Chi siamo

C’era una volta… dal 1910 ad oggi…

Orologeria, Oreficeria, Bomboniere

Ricordo quando, piccolissima, nel suo negozio di oreficeria in Via Scrivia, seduta sulle ginocchia di mio nonno ascoltavo i suoi racconti. Amava descrivere l’antico Borgo di San Luigi, al quale gli abitanti del luogo verso la fine del 1800 dedicarono la bellissima Chiesa che sembra ancora oggi, voler proteggere il rione.
La storia del nonno era per me come una favola, la sua attività arrivava da lontano la sua era una famiglia di orefici.

Era il racconto di un bimbo che già all’età di dieci anni sedeva dietro un banchetto, dopo aver fatto i compiti, per esplorare i meccanismi perfetti che compongono l’ingranaggio di un orologio, quando gli orologi si tramandavano di padre in figlio e ogni orologio era un piccolo capolavoro da custodire con i gioielli.

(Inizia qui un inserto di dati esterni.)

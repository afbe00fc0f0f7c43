use std::any::Any;

use bookshelf_states::{
    Command, CommandFuture, CommandSnapshot, Compute, State, StateCtx, Updater, assign_impl,
};
use log::info;
use serde::{Deserialize, Serialize};
use tokio_util::sync::CancellationToken;

/// Process-wide authentication token.
///
/// Written only through an updater: by `LoginCommand` on success, by
/// `LogoutCommand`, and by the UI when restoring a persisted session.
#[derive(Debug, Default, Clone, PartialEq, Eq, Serialize, Deserialize)]
pub struct Session {
    pub token: Option<String>,
}

impl Session {
    pub fn new(token: impl Into<String>) -> Self {
        Self {
            token: Some(token.into()),
        }
    }

    /// The current token; an empty string counts as no token.
    pub fn read(&self) -> Option<&str> {
        self.token.as_deref().filter(|token| !token.is_empty())
    }

    pub fn is_authenticated(&self) -> bool {
        self.read().is_some()
    }
}

impl State for Session {
    fn as_any(&self) -> &dyn Any {
        self
    }

    fn as_any_mut(&mut self) -> &mut dyn Any {
        self
    }

    fn assign_box(&mut self, new_self: Box<dyn Any + Send>) {
        assign_impl(self, new_self);
    }

    fn snapshot(&self) -> Option<Box<dyn Any + Send>> {
        Some(Box::new(self.clone()))
    }
}

impl Compute for Session {}

/// Posts a new session value; visible after the next `sync_computes`.
pub fn write_session(ctx: &StateCtx, token: Option<String>) {
    ctx.updater().set(Session { token });
}

#[derive(Debug, Default)]
pub struct LogoutCommand;

impl Command for LogoutCommand {
    fn run(&self, snap: CommandSnapshot, updater: Updater, _cancel: CancellationToken) -> CommandFuture {
        let was_authenticated = snap
            .try_compute::<Session>()
            .is_ok_and(Session::is_authenticated);

        Box::pin(async move {
            if was_authenticated {
                info!("LogoutCommand: clearing session");
            }
            updater.set(Session::default());
        })
    }
}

Suo padre, il mio bisnonno, era orefice artigiano e anche orologiaio. Con grande successo aveva aperto alcune botteghe, ma le tristi e dure vicissitudini di due guerre mondiali portarono inevitabilmente a ridurne l’attività, ma non ridussero la passione per l’oreficeria e il suo artigianato con l’amore per la fabbricazione degli orologi. Negli anni cinquanta, nello storico periodo del boom economico, mio nonno, perfezionandosi, apre un laboratorio di grossista per orologi svizzeri dandone la “paternità” con il suo marchio depositato “Farwal’s”.
Alcuni anni più tardi dà vita al negozio in Via Scrivia, con l’insegna “Orologeria Svizzera”, dove i clienti erano trattati con familiarità e cortesia permettendo anche il pagamento rateale, agevolazione molto gradita ed in uso all’epoca.
Io ascoltavo rapita questi racconti che, come tutti i bambini, mi facevo raccontare decine di volte, e con ansia aspettavo sempre di sentire. Anche mio papà capì di non essere immune a questa grande passione. Seguendo le orme della famiglia, andò a scuola per diventare orologiaio. E… con grande orgoglio posso dire che il mio papà fu un esperto e bravissimo orologiaio, gli orologi non potevano avere segreti per lui. Così, nel negozio di Via Scrivia “Orologeria Svizzera”, continuò l’attività di suo padre. Furono questi racconti affascinanti che fecero crescere nella mia mente la promessa che “da grande” avrei fatto l’orefice. Al posto di giocare con le Barbie, mi divertivo troppo a smontare gli orologi e giocare con le piccole rotelle, vedere il moto che faceva girare le piccole lancette, i rubini rossi incastonati che avrei voluto usare per fare i braccialetti… poi arrivava papà e rimetteva tutto al suo posto.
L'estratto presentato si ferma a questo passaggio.